I got outen that winda and onto my feet. “Judge,” I calls, puttin’ up one hand to show him who was a-talkin’, “here’s eight dollars fer you’ rat-pizen. And you can chalk down forty votes fer Miss Macie Sewell.”
Say! cain’t you hear them Bar Y punchers?–“Yip! yip! yip! yip! yip! yip! ye-e-e!” A-course all the other punchers, they hollered, too. And whilst we was yellin’, that tenderfoot from Noo York was a-jabberin’ to Macie, mad like, and scowlin’ over my way. And she? Wal, she was laughin’, and blushin’, and shakin’ that pretty haid of hern–at me!
I was so excited I didn’t know whether I was a-foot ’r a-hoss-back. But I knowed enough to buy, all right. Wal, that medicine went like hotcakes! I blowed myself, and Hairoil blowed his-self, and the Bar Y boys cleaned they pockets till the bottles was piled up knee-high byside the benches. And whilst we shelled out, the Judge kept on a-goin’ like he’d been wound up–“Here’s another feller that wants Root-ee! and here’s another over on this side! And, lady, it’ll be good fer you, too, yas, ma’am. The Blackfoot Injun Rootee, my friends, the Pain Balm, the Cough Balsam, the Magic Salve, and the Worm Destroyer,–the fi-i-ive remedies fer two dollars!”
When I come to, a little bit later on, the hall was just about empty, and Hairoil was pullin’ me by the arm to git me to move. I looked ’round fer Macie Sewell. She was gone, and so was the Doc and Billy Trowbridge and Rose and Up-State. Outside, right under my window, I ketched sight of a white dress a-goin’ past. It was her. “Macie,” I whispers to myself; “Macie Sewell.”
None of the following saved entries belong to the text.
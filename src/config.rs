//! Configuration constants and the profile store for imageline
//!
//! Client credentials live in an INI profile file so that several Unsplash
//! applications can be switched with `--profile`, mirroring how connection
//! profiles work elsewhere in the tool family.

use anyhow::{Context, Result};
use ini::Ini;

/// Web root of the photo service, used for OAuth endpoints
pub const DEFAULT_BASE_URL: &str = "https://unsplash.com/";

/// API root, used for all authenticated data endpoints
pub const API_BASE_URL: &str = "https://api.unsplash.com/";

/// OAuth scopes requested during authorization
pub const ACCESS_SCOPE: &str =
    "public+read_user+write_user+read_photos+write_photos+write_likes";

/// Out-of-band redirect URI for clients without a callback server
pub const DEFAULT_REDIRECT_URI: &str = "urn:ietf:wg:oauth:2.0:oob";

/// Number of photos requested per feed page
pub const PHOTOS_PER_PAGE: u32 = 10;

/// Default profile file path for imageline
pub const DEFAULT_PROFILE_PATH: &str = "~/.imageline/profile";

/// Environment variable name for overriding the profile path
pub const PROFILE_PATH_ENV_VAR: &str = "IMAGELINE_PROFILE_PATH";

/// Get the profile file path, checking environment variable first, then falling back to default
pub fn get_profile_path() -> String {
    std::env::var_os(PROFILE_PATH_ENV_VAR)
        .and_then(|val| val.into_string().ok())
        .unwrap_or_else(|| DEFAULT_PROFILE_PATH.to_string())
}

/// Credentials and endpoints for one registered API application
#[derive(Debug, Clone, PartialEq)]
pub struct ClientConfig {
    pub access_key: String,
    pub secret_key: String,
    pub redirect_uri: String,
}

impl ClientConfig {
    /// Create a config with the default out-of-band redirect URI
    pub fn new(access_key: impl Into<String>, secret_key: impl Into<String>) -> Self {
        Self {
            access_key: access_key.into(),
            secret_key: secret_key.into(),
            redirect_uri: DEFAULT_REDIRECT_URI.to_string(),
        }
    }
}

/// Loads named [`ClientConfig`] sections from an INI profile file
pub struct IniProfileStore {
    path: String,
}

impl IniProfileStore {
    pub fn new(path: &str) -> Self {
        Self {
            path: path.to_string(),
        }
    }

    /// Load a profile section by name
    ///
    /// Returns `Ok(None)` when the file or the section does not exist so the
    /// caller can decide whether a missing profile is an error.
    pub fn load_profile(&self, name: &str) -> Result<Option<ClientConfig>> {
        let expanded = shellexpand::tilde(&self.path).into_owned();
        if !std::path::Path::new(&expanded).exists() {
            tracing::debug!("profile file '{}' does not exist", expanded);
            return Ok(None);
        }

        let ini = Ini::load_from_file(&expanded)
            .with_context(|| format!("failed to read profile file '{expanded}'"))?;

        let section = match ini.section(Some(name)) {
            Some(s) => s,
            None => {
                tracing::debug!("profile '{}' not found in '{}'", name, expanded);
                return Ok(None);
            }
        };

        let access_key = section
            .get("access_key")
            .with_context(|| format!("profile '{name}' is missing 'access_key'"))?;
        let secret_key = section
            .get("secret_key")
            .with_context(|| format!("profile '{name}' is missing 'secret_key'"))?;
        let redirect_uri = section.get("redirect_uri").unwrap_or(DEFAULT_REDIRECT_URI);

        Ok(Some(ClientConfig {
            access_key: access_key.to_string(),
            secret_key: secret_key.to_string(),
            redirect_uri: redirect_uri.to_string(),
        }))
    }
}
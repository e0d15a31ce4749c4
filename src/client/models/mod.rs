//! # Models Module
//!
//! Wire models for every REST endpoint the client consumes, plus the
//! domain records the services own.

pub mod photo;
pub mod profile;
pub mod token;

pub use photo::{LikeResult, Photo, PhotoResult, PhotoUrlKind};
pub use profile::{AvatarSize, Profile, ProfileResult, UserResult};
pub use token::TokenResponse;
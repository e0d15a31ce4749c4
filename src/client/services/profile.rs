//! # Profile Services
//!
//! Fetch the authenticated user's profile and avatar URL, cache the
//! results for the session, and announce changes on the event bus. The
//! avatar URL additionally travels in the event payload so subscribers can
//! render it without querying the service back.

use std::sync::Arc;

use tokio::sync::mpsc;

use crate::client::error::{NetworkError, ParseError};
use crate::client::events::{Event, EventBus, EventName};
use crate::client::http::{self, HttpRequest, HttpTransport};
use crate::client::models::{AvatarSize, Profile, ProfileResult, UserResult};
use crate::config;

/// Payload key carrying the avatar URL on [`EventName::AvatarChanged`]
pub const AVATAR_URL_KEY: &str = "avatar_url";

/// Completion callback for the profile fetch
pub type ProfileCompletion = Box<dyn FnOnce(Result<Profile, NetworkError>)>;

/// Completion callback for the avatar fetch
pub type AvatarCompletion = Box<dyn FnOnce(Result<String, NetworkError>)>;

/// Fetches and caches the authenticated user's profile
pub struct ProfileService {
    transport: Arc<dyn HttpTransport>,
    profile: Option<Profile>,
    in_flight: bool,
    completion: Option<ProfileCompletion>,
    tx: mpsc::Sender<Result<ProfileResult, NetworkError>>,
    rx: mpsc::Receiver<Result<ProfileResult, NetworkError>>,
}

impl ProfileService {
    pub fn new(transport: Arc<dyn HttpTransport>) -> Self {
        let (tx, rx) = mpsc::channel(10);
        Self {
            transport,
            profile: None,
            in_flight: false,
            completion: None,
            tx,
            rx,
        }
    }

    /// Cached profile, if one was fetched this session
    pub fn profile(&self) -> Option<&Profile> {
        self.profile.as_ref()
    }

    pub fn busy(&self) -> bool {
        self.in_flight
    }

    /// Fetch the profile of the token's owner
    ///
    /// A request while one is already running is logged and dropped.
    pub fn fetch_profile(&mut self, token: &str, completion: ProfileCompletion) {
        if self.in_flight {
            tracing::warn!("previous profile fetch is still running, dropping request");
            return;
        }

        let request = HttpRequest::get(format!("{}me", config::API_BASE_URL)).bearer(token);
        self.in_flight = true;
        self.completion = Some(completion);

        let transport = Arc::clone(&self.transport);
        let tx = self.tx.clone();
        tokio::spawn(async move {
            let result = http::fetch_json::<ProfileResult>(transport.as_ref(), request).await;
            let _ = tx.send(result).await;
        });
    }

    /// Apply queued fetch results; the cached profile is replaced wholesale
    pub fn poll(&mut self, bus: &mut EventBus) -> usize {
        let mut applied = 0;
        while let Ok(result) = self.rx.try_recv() {
            self.in_flight = false;
            match result {
                Ok(wire) => {
                    let profile = wire.into_profile();
                    self.profile = Some(profile.clone());
                    if let Some(completion) = self.completion.take() {
                        completion(Ok(profile));
                    }
                    bus.publish(Event::from_sender::<ProfileService>(EventName::ProfileChanged));
                }
                Err(error) => {
                    tracing::error!("profile fetch failed: {}", error);
                    if let Some(completion) = self.completion.take() {
                        completion(Err(error));
                    }
                }
            }
            applied += 1;
        }
        applied
    }

    pub fn reset(&mut self) {
        self.profile = None;
        self.in_flight = false;
        self.completion = None;
        while self.rx.try_recv().is_ok() {}
    }
}

/// Fetches and caches the avatar URL for a username
pub struct ProfileImageService {
    transport: Arc<dyn HttpTransport>,
    avatar_url: Option<String>,
    in_flight: bool,
    completion: Option<AvatarCompletion>,
    tx: mpsc::Sender<Result<UserResult, NetworkError>>,
    rx: mpsc::Receiver<Result<UserResult, NetworkError>>,
}

impl ProfileImageService {
    pub fn new(transport: Arc<dyn HttpTransport>) -> Self {
        let (tx, rx) = mpsc::channel(10);
        Self {
            transport,
            avatar_url: None,
            in_flight: false,
            completion: None,
            tx,
            rx,
        }
    }

    pub fn avatar_url(&self) -> Option<&str> {
        self.avatar_url.as_deref()
    }

    pub fn busy(&self) -> bool {
        self.in_flight
    }

    /// Fetch the avatar URL for `username`, preferring the large flavor
    pub fn fetch_avatar_url(&mut self, username: &str, token: &str, completion: AvatarCompletion) {
        if self.in_flight {
            tracing::warn!("previous avatar fetch is still running, dropping request");
            return;
        }

        let request =
            HttpRequest::get(format!("{}users/{}", config::API_BASE_URL, username)).bearer(token);
        self.in_flight = true;
        self.completion = Some(completion);

        let transport = Arc::clone(&self.transport);
        let tx = self.tx.clone();
        tokio::spawn(async move {
            let result = http::fetch_json::<UserResult>(transport.as_ref(), request).await;
            let _ = tx.send(result).await;
        });
    }

    /// Apply queued fetch results
    ///
    /// A response without the expected flavor is a decode failure, not a
    /// silent fallback.
    pub fn poll(&mut self, bus: &mut EventBus) -> usize {
        let mut applied = 0;
        while let Ok(result) = self.rx.try_recv() {
            self.in_flight = false;
            match result.and_then(Self::pick_large_flavor) {
                Ok(url) => {
                    self.avatar_url = Some(url.clone());
                    if let Some(completion) = self.completion.take() {
                        completion(Ok(url.clone()));
                    }
                    bus.publish(
                        Event::from_sender::<ProfileImageService>(EventName::AvatarChanged)
                            .with_entry(AVATAR_URL_KEY, url),
                    );
                }
                Err(error) => {
                    tracing::error!("avatar fetch failed: {}", error);
                    if let Some(completion) = self.completion.take() {
                        completion(Err(error));
                    }
                }
            }
            applied += 1;
        }
        applied
    }

    fn pick_large_flavor(user: UserResult) -> Result<String, NetworkError> {
        user.profile_image
            .get(AvatarSize::Large.as_str())
            .cloned()
            .ok_or_else(|| {
                ParseError::Decode {
                    type_name: std::any::type_name::<UserResult>(),
                    source: serde::de::Error::custom("profile_image is missing the large flavor"),
                }
                .into()
            })
    }

    pub fn reset(&mut self) {
        self.avatar_url = None;
        self.in_flight = false;
        self.completion = None;
        while self.rx.try_recv().is_ok() {}
    }
}
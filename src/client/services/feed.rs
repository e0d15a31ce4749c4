//! # Photo Feed Service
//!
//! Paginated photo listing and like toggling. Each operation kind is
//! independently single-flight: a page fetch and a like toggle may overlap,
//! but a second request of the same kind while one is running is logged and
//! dropped. Network work happens on spawned tasks; results come back over
//! an internal channel and are applied to the photo list only inside
//! [`PhotoFeedService::poll`], on the control thread.

use std::sync::Arc;

use tokio::sync::mpsc;

use crate::client::error::NetworkError;
use crate::client::events::{Event, EventBus, EventName};
use crate::client::http::{self, HttpMethod, HttpRequest, HttpTransport};
use crate::client::models::{LikeResult, Photo, PhotoResult};
use crate::config;

/// Completion callback for feed operations
pub type FeedCompletion = Box<dyn FnOnce(Result<(), NetworkError>)>;

/// Results sent back from spawned network tasks
enum FeedMessage {
    PageLoaded(Result<Vec<PhotoResult>, NetworkError>),
    LikeToggled {
        index: usize,
        result: Result<LikeResult, NetworkError>,
    },
}

/// Owns the in-memory photo list and the feed paging state
pub struct PhotoFeedService {
    transport: Arc<dyn HttpTransport>,
    access_key: String,
    per_page: u32,

    photos: Vec<Photo>,
    last_loaded_page: Option<u32>,

    page_in_flight: bool,
    like_in_flight: bool,
    page_completion: Option<FeedCompletion>,
    like_completion: Option<FeedCompletion>,

    tx: mpsc::Sender<FeedMessage>,
    rx: mpsc::Receiver<FeedMessage>,
}

impl PhotoFeedService {
    pub fn new(transport: Arc<dyn HttpTransport>, access_key: impl Into<String>) -> Self {
        let (tx, rx) = mpsc::channel(10);
        Self {
            transport,
            access_key: access_key.into(),
            per_page: config::PHOTOS_PER_PAGE,
            photos: Vec::new(),
            last_loaded_page: None,
            page_in_flight: false,
            like_in_flight: false,
            page_completion: None,
            like_completion: None,
            tx,
            rx,
        }
    }

    /// Read-only snapshot of the feed
    pub fn photos(&self) -> &[Photo] {
        &self.photos
    }

    pub fn last_loaded_page(&self) -> Option<u32> {
        self.last_loaded_page
    }

    /// Whether any feed operation is still in flight
    pub fn busy(&self) -> bool {
        self.page_in_flight || self.like_in_flight
    }

    /// Request the next feed page
    ///
    /// A request arriving while a page fetch is already running is dropped:
    /// logged, not queued, and the completion is never invoked.
    pub fn fetch_next_page(&mut self, completion: FeedCompletion) {
        if self.page_in_flight {
            tracing::warn!("previous page fetch is still running, dropping request");
            return;
        }

        let page = self.last_loaded_page.unwrap_or(0) + 1;
        let request = HttpRequest::get(format!("{}photos", config::API_BASE_URL))
            .query("client_id", self.access_key.clone())
            .query("page", page.to_string())
            .query("per_page", self.per_page.to_string());

        tracing::debug!("fetching feed page {}", page);
        self.page_in_flight = true;
        self.page_completion = Some(completion);

        let transport = Arc::clone(&self.transport);
        let tx = self.tx.clone();
        tokio::spawn(async move {
            let result = http::fetch_json::<Vec<PhotoResult>>(transport.as_ref(), request).await;
            let _ = tx.send(FeedMessage::PageLoaded(result)).await;
        });
    }

    /// Toggle the like state of the photo at `index`
    ///
    /// Out-of-range indexes are logged and ignored without invoking the
    /// completion. The verb follows the current state: POST to like,
    /// DELETE to unlike. The server's returned photo replaces the local
    /// one wholesale on success.
    pub fn change_like(&mut self, token: &str, index: usize, completion: FeedCompletion) {
        if self.like_in_flight {
            tracing::warn!("previous like toggle is still running, dropping request");
            return;
        }

        let photo = match self.photos.get(index) {
            Some(photo) => photo,
            None => {
                tracing::warn!("photo index {} out of range, ignoring like toggle", index);
                return;
            }
        };

        let method = if photo.is_liked {
            HttpMethod::Delete
        } else {
            HttpMethod::Post
        };
        let request = HttpRequest::new(
            method,
            format!("{}photos/{}/like", config::API_BASE_URL, photo.id),
        )
        .bearer(token);

        tracing::debug!("{} like for photo {}", method.as_str(), photo.id);
        self.like_in_flight = true;
        self.like_completion = Some(completion);

        let transport = Arc::clone(&self.transport);
        let tx = self.tx.clone();
        tokio::spawn(async move {
            let result = http::fetch_json::<LikeResult>(transport.as_ref(), request).await;
            let _ = tx.send(FeedMessage::LikeToggled { index, result }).await;
        });
    }

    /// Drop all feed state for a fresh session
    ///
    /// Results of operations still in flight are discarded.
    pub fn reset(&mut self) {
        self.photos.clear();
        self.last_loaded_page = None;
        self.page_in_flight = false;
        self.like_in_flight = false;
        self.page_completion = None;
        self.like_completion = None;
        while self.rx.try_recv().is_ok() {}
    }

    /// Apply queued network completions to the feed state
    ///
    /// Returns the number of completions applied. Must be called from the
    /// control thread; this is the only place feed state mutates.
    pub fn poll(&mut self, bus: &mut EventBus) -> usize {
        let mut applied = 0;
        while let Ok(message) = self.rx.try_recv() {
            self.apply(message, bus);
            applied += 1;
        }
        applied
    }

    fn apply(&mut self, message: FeedMessage, bus: &mut EventBus) {
        match message {
            FeedMessage::PageLoaded(Ok(results)) => {
                // The first item of every page repeats the tail of the
                // previous page; drop it before appending.
                let fresh: Vec<Photo> = results
                    .into_iter()
                    .skip(1)
                    .map(PhotoResult::into_photo)
                    .collect();

                self.last_loaded_page = Some(self.last_loaded_page.unwrap_or(0) + 1);
                tracing::debug!(
                    "page {} loaded, {} new photos",
                    self.last_loaded_page.unwrap_or(0),
                    fresh.len()
                );
                self.photos.extend(fresh);
                self.page_in_flight = false;

                if let Some(completion) = self.page_completion.take() {
                    completion(Ok(()));
                }
                bus.publish(Event::from_sender::<PhotoFeedService>(EventName::FeedChanged));
            }
            FeedMessage::PageLoaded(Err(error)) => {
                tracing::error!("feed page fetch failed: {}", error);
                self.page_in_flight = false;
                if let Some(completion) = self.page_completion.take() {
                    completion(Err(error));
                }
            }
            FeedMessage::LikeToggled {
                index,
                result: Ok(like),
            } => {
                self.like_in_flight = false;
                if self.photos.get(index).is_some() {
                    self.photos[index] = like.photo.into_photo();
                }
                if let Some(completion) = self.like_completion.take() {
                    completion(Ok(()));
                }
            }
            FeedMessage::LikeToggled {
                index,
                result: Err(error),
            } => {
                tracing::error!("like toggle for index {} failed: {}", index, error);
                self.like_in_flight = false;
                if let Some(completion) = self.like_completion.take() {
                    completion(Err(error));
                }
            }
        }
    }
}
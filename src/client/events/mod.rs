//! # Events Module
//!
//! The event system: a closed set of event names, sender tags, and the
//! bus that delivers or buffers published events.

pub mod event_bus;
pub mod types;

pub use event_bus::{Event, EventBus, EventHandler, Payload, Registration, SubscriptionHandle};
pub use types::{EventName, SenderTag};
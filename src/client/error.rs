//! # Error Types
//!
//! Typed failures for the client core. Services never panic past their
//! callback boundary; every failure path ends in one of these variants
//! handed to a completion callback.

use thiserror::Error;

/// Failure to interpret a response body as the expected type
#[derive(Debug, Error)]
pub enum ParseError {
    #[error("failed to decode response body as {type_name}")]
    Decode {
        type_name: &'static str,
        #[source]
        source: serde_json::Error,
    },
}

/// Transport, status, and decode failures from the HTTP layer
#[derive(Debug, Error)]
pub enum NetworkError {
    #[error("invalid request URL: {0}")]
    InvalidUrl(String),

    #[error("request failed: {0}")]
    RequestFailed(String),

    #[error("unexpected HTTP status {0}")]
    HttpStatus(u16),

    #[error(transparent)]
    Parse(#[from] ParseError),
}

/// Failures specific to the authorization-code exchange
#[derive(Debug, Error)]
pub enum AuthError {
    #[error("a token exchange for this code was already requested")]
    DuplicateRequest,

    #[error("invalid authorization request")]
    InvalidRequest,

    #[error("unexpected token type {0:?}, expected bearer")]
    InvalidTokenType(String),

    #[error("authentication failed")]
    AuthenticationFailed,

    #[error(transparent)]
    Network(#[from] NetworkError),
}

/// Failures constructing event-bus registrations
#[derive(Debug, Error, PartialEq, Eq)]
pub enum EventBusError {
    #[error("a registration must observe at least one event name")]
    EmptyNameSet,
}
//! # Token Storage
//!
//! Opaque key-value store for the single OAuth bearer token. The file
//! backend keeps the token under the user's home directory with an
//! environment-variable override, the same way the profile path works.

use std::fs;
use std::path::PathBuf;

/// Default token file path
pub const DEFAULT_TOKEN_PATH: &str = "~/.imageline/token";

/// Environment variable name for overriding the token path
pub const TOKEN_PATH_ENV_VAR: &str = "IMAGELINE_TOKEN_PATH";

/// Get the token file path, checking environment variable first, then falling back to default
pub fn get_token_path() -> String {
    std::env::var_os(TOKEN_PATH_ENV_VAR)
        .and_then(|val| val.into_string().ok())
        .unwrap_or_else(|| DEFAULT_TOKEN_PATH.to_string())
}

/// Holds at most one bearer token
///
/// Set on a successful code exchange, cleared on logout. Reads and writes
/// are best-effort: storage failures are logged, never surfaced.
pub trait TokenStore {
    fn get(&self) -> Option<String>;
    fn set(&mut self, token: &str);
    fn clear(&mut self);
}

/// File-backed token store
pub struct FileTokenStore {
    path: PathBuf,
}

impl FileTokenStore {
    pub fn new(path: impl Into<PathBuf>) -> Self {
        Self { path: path.into() }
    }

    /// Store at the configured path, honoring the environment override
    pub fn from_env() -> Self {
        let path = shellexpand::tilde(&get_token_path()).into_owned();
        Self::new(path)
    }
}

impl TokenStore for FileTokenStore {
    fn get(&self) -> Option<String> {
        match fs::read_to_string(&self.path) {
            Ok(contents) => {
                let token = contents.trim();
                if token.is_empty() {
                    None
                } else {
                    Some(token.to_string())
                }
            }
            Err(e) if e.kind() == std::io::ErrorKind::NotFound => None,
            Err(e) => {
                tracing::warn!("failed to read token file: {}", e);
                None
            }
        }
    }

    fn set(&mut self, token: &str) {
        if let Some(parent) = self.path.parent() {
            if let Err(e) = fs::create_dir_all(parent) {
                tracing::warn!("failed to create token directory: {}", e);
                return;
            }
        }
        if let Err(e) = fs::write(&self.path, token) {
            tracing::warn!("failed to write token file: {}", e);
        }
    }

    fn clear(&mut self) {
        match fs::remove_file(&self.path) {
            Ok(()) => {}
            Err(e) if e.kind() == std::io::ErrorKind::NotFound => {}
            Err(e) => tracing::warn!("failed to remove token file: {}", e),
        }
    }
}

/// In-memory token store for tests and embedders with their own secrets
#[derive(Debug, Default)]
pub struct MemoryTokenStore {
    token: Option<String>,
}

impl MemoryTokenStore {
    pub fn new() -> Self {
        Self::default()
    }
}

impl TokenStore for MemoryTokenStore {
    fn get(&self) -> Option<String> {
        self.token.clone()
    }

    fn set(&mut self, token: &str) {
        self.token = Some(token.to_string());
    }

    fn clear(&mut self) {
        self.token = None;
    }
}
That night, I couldn’t sleep. I was upset kinda, and just crazy with thinkin’ how I’d help her to win out. And I made up my mind t’ this: If more votes come in fer Mollie Brown than they did fer the gal that oughta have ’em, why, I’d just shove a gun under that Judge’s nose and tell him to “count ’em over and count ’em right.” ’Cause, I figgered, no eatin’-house gal with a face like a flat-car was a-goin’ to be elected the prettiest gal of Briggs. Not if I seen myself, no, ma’am. ’Specially not whilst Sewell’s little gal was in the country. Anybody could pick her fer the winner if they had on blinders. “Cupid,” I says, “you hump you’self!”
Next day, the Judge, he give consultin’s in the eatin’-house sample-room. I went over and had a talk with him, tellin’ him just how I wanted that votin’ contest to go. He said he wisht me luck, but that if the railroad boys felt they needed his medicine, he didn’t believe he had no right to keep ’em from buyin’. And, a-course, when a feller made a buy, he wanted t’ vote like he pleased. Said the best thing was t’ git holt of folks that ’d met Miss Sewell and liked her, ’r wanted t’ work fer her ole man, ’r ’d just as lief do me a good turn.
I hunted up Billy. “Doc,” I says, “I hope Briggs ain’t a-goin’ to name that Brown waitress fer its best sample. Now––”
“Aw, wal,” says Billy, “think how it ’d tickle her!”
“Tickle some other gal just as much,” I says.
“And the prettiest gal ought to be choosed. Now, it could be fixed–easy.”